Salvatore Giunta

Personal information
- Date of birth: 13 April 1967 (age 58)
- Place of birth: Milan, Italy
- Height: 1.81 m (5 ft 11 in)
- Position: Centre midfielder

Youth career
- AC Milan

Senior career*
- Years: Team / Apps / (Gls)
- 1984–1985: AC Milan / 1 / (0)
- 1985–1986: Sambenedettese / 7 / (0)
- 1986–1990: Como / 84 / (13)
- 1990–1996: Brescia / 174 / (17)
- 1996: Padova / 1 / (0)
- 1996–1998: Verona / 46 / (2)
- 1998: Albacete / 2 / (0)
- 1998–1999: Cannes / 7 / (0)
- 1999–2000: Carrarese / 0 / (0)
- 2000: Teramo / 23 / (2)
- 2001–2002: Sangiovannese / 15 / (0)

International career
- Italy U21 / 5 / (1)

Managerial career
- 2007–2008: Suzzara
- 2013–2014: Pergolettese
- 2015: Brescia

= Salvatore Giunta (footballer) =

Italian footballer and manager

Salvatore Giunta (born 13 April 1967) is an Italian football coach and former player, most recently in charge as manager of Serie B club Brescia.

== Playing career ==
Giunta is a former central midfielder who played for, among others, AC Milan and Albacete, as well as the Italian under-21 side.

Giunta also played for Cannes in French Ligue 2 during the 1998–99 season.

== Coaching career ==
After retirement, Giunta started as coaching career working for the youth teams of Brescia, a former team of his as a player.

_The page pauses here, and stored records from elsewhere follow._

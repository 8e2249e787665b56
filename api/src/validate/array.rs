use super::{require_present, ChildKey, ChildOutcome, ValidationFailure, ValidationOutcome, Validator};
use crate::schema::{SchemaKind, SchemaNode};
use crate::value::BodyValue;

pub(super) fn validate_array(
    validator: &Validator,
    schema: &SchemaNode,
    value: Option<&BodyValue>,
    name: &str,
) -> ValidationOutcome {
    let value = match require_present(schema, value, name) {
        Ok(value) => value,
        Err(outcome) => return outcome,
    };
    let Some(elements) = value.as_array() else {
        return ValidationOutcome::invalid(format!("`{name}` must be an Array"));
    };
    let SchemaKind::Array(array) = &schema.kind else {
        return ValidationOutcome::Valid;
    };
    let Some(items) = array.items.as_deref() else {
        return ValidationOutcome::Valid;
    };

    let children: Vec<ChildOutcome> = elements
        .iter()
        .enumerate()
        .map(|(i, element)| ChildOutcome {
            key: ChildKey::Index(i),
            outcome: validator.dispatch(items, Some(element), &format!("{name}[{i}]")),
        })
        .collect();

    if children.iter().all(|c| c.outcome.is_valid()) {
        return ValidationOutcome::Valid;
    }
    ValidationOutcome::Invalid(ValidationFailure {
        message: format!("`{name}`: at least one item is invalid"),
        children,
    })
}
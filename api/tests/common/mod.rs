//! Shared fixtures for the integration tests.

#![allow(dead_code)]

use std::sync::Arc;

use api_runtime::{
    ApiClient, ApiClientBuilder, CollectingSink, ContractCatalog, RetryPolicy, RetryStrategy,
};
use url::Url;
use wiremock::MockServer;

/// Advertiser and report operations, secured by an API key header.
pub const ADVERTISER_CONTRACT: &str = r##"
openapi: 3.0.0
info:
  title: Advertiser API
  version: "1.0"
tags:
  - name: Advertiser
  - name: Report
components:
  securitySchemes:
    ApiKeyAuth:
      type: apiKey
      in: header
      name: X-Adzerk-ApiKey
  schemas:
    Advertiser:
      type: object
      required: [title]
      properties:
        title:
          type: string
        isActive:
          type: boolean
          default: true
        createdOn:
          type: string
          format: date-time
          nullable: true
security:
  - ApiKeyAuth: []
paths:
  /advertiser:
    get:
      operationId: list
      tags: [Advertiser]
      parameters:
        - name: page
          in: query
          schema:
            type: integer
            default: 1
        - name: pageSize
          in: query
          schema:
            type: integer
        - name: X-Request-Source
          in: header
          schema:
            type: string
      responses:
        "200":
          description: ok
    post:
      operationId: create
      tags: [Advertiser]
      requestBody:
        required: true
        content:
          application/json:
            schema:
              $ref: "#/components/schemas/Advertiser"
      responses:
        "200":
          description: ok
  /advertiser/{id}:
    parameters:
      - name: id
        in: path
        required: true
        schema:
          type: integer
    get:
      operationId: get
      tags: [Advertiser]
      responses:
        "200":
          description: ok
    put:
      operationId: update
      tags: [Advertiser]
      requestBody:
        required: true
        content:
          application/json:
            schema:
              type: object
              properties:
                id:
                  type: integer
                title:
                  type: string
                  nullable: true
                isActive:
                  type: boolean
                  nullable: true
      responses:
        "200":
          description: ok
  /report/stream:
    post:
      operationId: stream
      tags: [Report]
      requestBody:
        content:
          application/json:
            schema:
              type: object
              properties:
                startDate:
                  type: string
                  format: date
                  nullable: true
      responses:
        "200":
          description: records
          content:
            application/x-ndjson:
              schema:
                type: object
"##;

/// Adds `advertiser.delete` to the first document and a `creative` resource.
pub const CREATIVE_CONTRACT: &str = r##"
openapi: 3.0.0
info:
  title: Creative API
  version: "1.0"
paths:
  /advertiser/{id}:
    delete:
      operationId: delete
      tags: [Advertiser]
      responses:
        "204":
          description: deleted
  /creative/upload:
    post:
      operationId: upload
      tags: [Creative]
      requestBody:
        required: true
        content:
          multipart/form-data:
            schema:
              type: object
              required: [image]
              properties:
                name:
                  type: string
                  nullable: true
                image:
                  type: string
                  format: binary
      responses:
        "200":
          description: ok
"##;

pub fn catalog() -> ContractCatalog {
    ContractCatalog::from_yaml_documents([ADVERTISER_CONTRACT, CREATIVE_CONTRACT])
        .expect("fixture contracts are valid")
}

/// Retries quickly so rate-limit tests finish in milliseconds.
pub fn fast_retry(strategy: RetryStrategy, max_attempts: u32) -> RetryPolicy {
    RetryPolicy {
        strategy,
        max_attempts,
        base_delay_ms: 1,
        max_delay_ms: 2,
    }
}

pub fn builder(server: &MockServer) -> ApiClientBuilder {
    let base_url = Url::parse(&server.uri()).expect("mock server uri");
    ApiClient::builder(catalog(), base_url)
        .credential("ApiKeyAuth", "secret")
        .retry_policy(fast_retry(RetryStrategy::Exponential, 3))
}

pub fn client(server: &MockServer) -> ApiClient {
    builder(server).build().expect("client builds")
}

pub fn collecting() -> (Arc<CollectingSink>, CollectingSink) {
    let sink = CollectingSink::new();
    (Arc::new(sink.clone()), sink)
}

During the 2008–09 season, he then served as head coach of Serie D amateurs Suzzara. He successively started a collaboration with Eugenio Corini, working as his assistant at Portosummaga, Crotone and Frosinone.

In October 2013, Giunta took over from Alessio Tacchinardi as head coach of Lega Pro Seconda Divisione club Pergolettese, and was himself sacked in February 2014.

On 21 January 2015, he was appointed new head coach of Serie B club Brescia, taking over from caretaker Ivan Javorčić. He was sacked less than a month later on 18 February 2015 and replaced by Alessandro Calori.